After growing 11 percent in 2003 and 15.4 per cent last
year, China's overall oil use declined 1 per cent in the
second quarter from the comparable quarter a year earlier,
the agency said.
Top officials of the agency have said that they believed
that the decline was temporary and that they expected
Chinese demand to rebound in the second half of the year,
but added that world oil prices could take a heavy blow
if Chinese use did not increase.
The International Energy Agency has recently warned that
the world does not have enough oil and has called for
the Organization of the Petroleum Exporting Countries
to push its member countries to increase their output.

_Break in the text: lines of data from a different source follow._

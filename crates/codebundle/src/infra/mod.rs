//! Infrastructure adapters for terminal input and logging.

pub mod logging;
pub mod prompt;
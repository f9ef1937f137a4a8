//! Command-line surface.

use std::path::PathBuf;

use clap::{ArgAction, Args, Parser, Subcommand};
use clap_complete::Shell;

#[derive(Debug, Parser)]
#[command(name = "codebundle", author, version, about = "Bundle source files into a single document", long_about = None)]
pub struct Cli {
    /// Increase log verbosity (-v info, -vv debug, -vvv trace)
    #[arg(short, long, action = ArgAction::Count, global = true)]
    pub verbose: u8,
    #[command(subcommand)]
    pub command: Command,
}

#[derive(Debug, Subcommand)]
pub enum Command {
    /// Concatenate matching source files into one output file
    Bundle(BundleArgs),
    /// Interactively build a bundle.rsp response file
    CreateRsp(CreateRspArgs),
    /// Print a shell completion script
    Completions {
        #[arg(value_enum)]
        shell: Shell,
    },
}

#[derive(Debug, Clone, Default, Args)]
pub struct BundleArgs {
    /// Languages to include (cs, js, ts, python/py, java, or all)
    #[arg(short = 'l', long = "language", value_name = "LANG", num_args = 1.., required = true)]
    pub languages: Vec<String>,
    /// File the bundle is written to
    #[arg(short, long, value_name = "PATH", required = true)]
    pub output: Option<PathBuf>,
    /// Precede each file with a comment naming its relative path
    #[arg(short, long)]
    pub note: bool,
    /// Sort order: name (default) or type
    #[arg(short, long, value_name = "MODE")]
    pub sort: Option<String>,
    /// Drop empty and whitespace-only lines
    #[arg(short, long)]
    pub remove_empty_lines: bool,
    /// Author written as a header comment
    #[arg(short, long, value_name = "NAME")]
    pub author: Option<String>,
    /// Directory to collect files from
    #[arg(long, value_name = "DIR", default_value = ".")]
    pub root: PathBuf,
}

#[derive(Debug, Clone, Args)]
pub struct CreateRspArgs {
    /// Directory the response file is written to
    #[arg(long, value_name = "DIR", default_value = ".")]
    pub root: PathBuf,
}
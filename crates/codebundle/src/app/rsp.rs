//! Interactive creation of `bundle.rsp` response files.

use std::fs;
use std::path::{Path, PathBuf};

use anyhow::{Context, Result};

use crate::infra::prompt::Prompter;

/// Fixed name of the response file written into the root directory.
pub const RESPONSE_FILE: &str = "bundle.rsp";

const LANGUAGE_QUESTION: &str = "Languages to include (cs, js, ts, py, java, all): ";
const OUTPUT_QUESTION: &str = "Output file path: ";
const NOTE_QUESTION: &str = "Add a source note before each file? (true/false): ";
const SORT_QUESTION: &str = "Sort files by (name/type): ";
const REMOVE_EMPTY_QUESTION: &str = "Remove empty lines? (true/false): ";
const AUTHOR_QUESTION: &str = "Author name (leave empty to skip): ";

/// Answers collected from the interactive prompts.
#[derive(Debug, Clone, Default, PartialEq, Eq)]
pub struct ResponseFile {
    pub languages: String,
    pub output: String,
    pub note: bool,
    pub sort: String,
    pub remove_empty_lines: bool,
    pub author: String,
}

impl ResponseFile {
    /// Ask every question in order. Answers are taken as typed.
    pub fn gather(prompter: &mut dyn Prompter) -> Result<Self> {
        let languages = prompter.ask(LANGUAGE_QUESTION)?;
        let output = prompter.ask(OUTPUT_QUESTION)?;
        let note = parse_flag(&prompter.ask(NOTE_QUESTION)?);
        let sort = prompter.ask(SORT_QUESTION)?;
        let remove_empty_lines = parse_flag(&prompter.ask(REMOVE_EMPTY_QUESTION)?);
        let author = prompter.ask(AUTHOR_QUESTION)?;

        Ok(Self {
            languages: languages.trim().to_owned(),
            output: output.trim().to_owned(),
            note,
            sort: sort.trim().to_owned(),
            remove_empty_lines,
            author: author.trim().to_owned(),
        })
    }

    /// Single-line `bundle` invocation carrying only non-default options.
    pub fn to_command_line(&self) -> String {
        let mut line = format!(
            "bundle --language {} --output \"{}\"",
            self.languages, self.output
        );
        if self.note {
            line.push_str(" --note");
        }
        if !self.sort.is_empty() && !self.sort.eq_ignore_ascii_case("name") {
            line.push_str(&format!(" --sort {}", self.sort));
        }
        if self.remove_empty_lines {
            line.push_str(" --remove-empty-lines");
        }
        if !self.author.is_empty() {
            line.push_str(&format!(" --author \"{}\"", self.author));
        }
        line
    }

    /// Write the command line to `bundle.rsp` under `root`, replacing any existing file.
    pub fn write(&self, root: &Path) -> Result<PathBuf> {
        let path = root.join(RESPONSE_FILE);
        fs::write(&path, self.to_command_line())
            .with_context(|| format!("failed to write response file {}", path.display()))?;
        tracing::info!(path = %path.display(), "response file written");
        Ok(path)
    }
}

/// Free-text boolean: only `true` (any case) counts, everything else is false.
pub fn parse_flag(answer: &str) -> bool {
    answer.trim().eq_ignore_ascii_case("true")
}

/// Run the prompts and persist the resulting response file.
pub fn create(root: &Path, prompter: &mut dyn Prompter) -> Result<PathBuf> {
    let response = ResponseFile::gather(prompter)?;
    tracing::debug!(?response, "collected response file answers");
    response.write(root)
}
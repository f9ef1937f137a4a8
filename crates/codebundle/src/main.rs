use std::process::ExitCode;

use clap::Parser;
use codebundle::cli::Cli;

fn main() -> ExitCode {
    let cli = Cli::parse();
    codebundle::init(cli.verbose);

    match codebundle::run(cli) {
        Ok(()) => ExitCode::SUCCESS,
        Err(err) => {
            tracing::debug!(error = ?err, "command failed");
            println!("{}", codebundle::describe_error(&err));
            ExitCode::FAILURE
        }
    }
}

While many traders have expressed concern about China's
announcement a week ago that it was close to completing
the first of three oil tank farms for a strategic reserve,
the IEA has said that they doubt that Chinese officials
would opt to fill the reserve quickly as long as oil remained
around $60 a barrel.
Officials of the International Energy Agency said there
were four possible explanations for China's drop in oil
demand in the second quarter, the most probable being
that this was a temporary decrease. The most likely cause
according to the agency's officials was that China had
not been allowing the domestic price of electricity and
many refined products, like gasoline and diesel fuel,
to rise nearly as quickly as world prices. This has caused
power-generating concerns and service stations to sell
less electricity, and less gasoline and diesel fuel, so
as to limit their losses.
Other causes would include the possibility that the overall
Chinese economy is starting to slow, that China is generating
more of its electricity from coal instead of oil, and
that China is improving energy conservation in response
to high prices.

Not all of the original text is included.